Very little is known of the Waterfordian kingship in the early eleventh century. Ímar died in 1000. His son, the aforesaid Ragnall mac Ímair, died as king in 1018. Another son of Ímar, Sitriuc mac Ímair, King of Waterford was slain by the King of Osraige in 1022. An apparent brother of Ragnall died in 1015. Ragnall himself appears to have ruled Waterford from 1022 to 1035. The seventeenth-century Annals of the Four Masters, the fourteenth-century Annals of Tigernach, and the fifteenth- to sixteenth-century Annals of Ulster reveal that, in 1035, Ragnall was slain by Sitriuc mac Amlaíb, King of Dublin.

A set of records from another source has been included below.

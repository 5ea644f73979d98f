/// API route handlers
///
/// This module contains all route handlers organized by resource:
///
/// - `health`: Health check endpoint
/// - `auth`: Sign-up, login, logout and current user
/// - `articles`: Article listing, detail and editing
/// - `editor`: Category tree for the editor

pub mod articles;
pub mod auth;
pub mod editor;
pub mod health;
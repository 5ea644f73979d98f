/// Middleware modules for the API server
///
/// This module contains custom middleware for:
/// - Security headers

pub mod security;
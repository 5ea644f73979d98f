/// Security headers middleware
///
/// Adds security-related HTTP headers to every response. The API only serves
/// JSON, so the content security policy forbids loading anything at all.
///
/// # Headers Applied
///
/// - `X-Content-Type-Options: nosniff`
/// - `X-Frame-Options: DENY`
/// - `Referrer-Policy: strict-origin-when-cross-origin`
/// - `Permissions-Policy`
/// - `Content-Security-Policy: default-src 'none'; frame-ancestors 'none'`
/// - `Strict-Transport-Security` (production only)
/// - `Cache-Control: no-store` on responses that set a cookie
///
/// # Example
///
/// ```no_run
/// use axum::Router;
/// use folio_api::middleware::security::SecurityHeadersLayer;
///
/// let app: Router = Router::new()
///     .layer(SecurityHeadersLayer::new(true)); // true = production mode
/// ```

use axum::{
    extract::Request,
    http::{header, HeaderMap, HeaderName, HeaderValue},
    response::Response,
};
use std::task::{Context, Poll};
use tower::{Layer, Service};

/// Security headers middleware layer
#[derive(Clone)]
pub struct SecurityHeadersLayer {
    /// Whether to enable HSTS (HTTPS-only, should be true in production)
    enable_hsts: bool,
}

impl SecurityHeadersLayer {
    pub fn new(enable_hsts: bool) -> Self {
        Self { enable_hsts }
    }
}

impl<S> Layer<S> for SecurityHeadersLayer {
    type Service = SecurityHeadersMiddleware<S>;

    fn layer(&self, inner: S) -> Self::Service {
        SecurityHeadersMiddleware {
            inner,
            enable_hsts: self.enable_hsts,
        }
    }
}

/// Security headers middleware service
#[derive(Clone)]
pub struct SecurityHeadersMiddleware<S> {
    inner: S,
    enable_hsts: bool,
}

fn apply_security_headers(headers: &mut HeaderMap, enable_hsts: bool) {
    headers.insert(
        header::X_CONTENT_TYPE_OPTIONS,
        HeaderValue::from_static("nosniff"),
    );
    headers.insert(header::X_FRAME_OPTIONS, HeaderValue::from_static("DENY"));
    headers.insert(
        header::REFERRER_POLICY,
        HeaderValue::from_static("strict-origin-when-cross-origin"),
    );
    headers.insert(
        HeaderName::from_static("permissions-policy"),
        HeaderValue::from_static("geolocation=(), microphone=(), camera=(), payment=(), usb=()"),
    );
    headers.insert(
        header::CONTENT_SECURITY_POLICY,
        HeaderValue::from_static("default-src 'none'; frame-ancestors 'none'"),
    );

    if enable_hsts {
        headers.insert(
            header::STRICT_TRANSPORT_SECURITY,
            HeaderValue::from_static("max-age=31536000; includeSubDomains"),
        );
    }

    // Session cookies must never be replayed from a shared cache.
    if headers.contains_key(header::SET_COOKIE) {
        headers.insert(header::CACHE_CONTROL, HeaderValue::from_static("no-store"));
    }
}

impl<S> Service<Request> for SecurityHeadersMiddleware<S>
where
    S: Service<Request, Response = Response> + Send + 'static,
    S::Future: Send + 'static,
{
    type Response = S::Response;
    type Error = S::Error;
    type Future = std::pin::Pin<
        Box<dyn std::future::Future<Output = Result<Self::Response, Self::Error>> + Send>,
    >;

    fn poll_ready(&mut self, cx: &mut Context<'_>) -> Poll<Result<(), Self::Error>> {
        self.inner.poll_ready(cx)
    }

    fn call(&mut self, request: Request) -> Self::Future {
        let future = self.inner.call(request);
        let enable_hsts = self.enable_hsts;

        Box::pin(async move {
            let mut response = future.await?;
            apply_security_headers(response.headers_mut(), enable_hsts);
            Ok(response)
        })
    }
}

The following year, Sitriuc mac Amlaíb was driven out of Dublin by Echmarcach mac Ragnaill. Whilst the parentage of the latter is uncertain, if he was a related to Ragnall—perhaps as either a brother or son—it could mean that Echmarcach's actions against Sitriuc mac Amlaíb were undertaken in revenge for his death. Against this possibility is the fact that there is no evidence that Echmarcach, or his known family, had any connection with Waterford. Whatever the case, Ragnall's fall appears to have been an important benchmark in Waterford's history, and after this date the enclave increasingly fell prey to the machinations of the Uí Briain and the Uí Cheinnselaig. In fact, two years after the killing, the King of Waterford was Cú Inmain ua Robann, an apparent Irishman.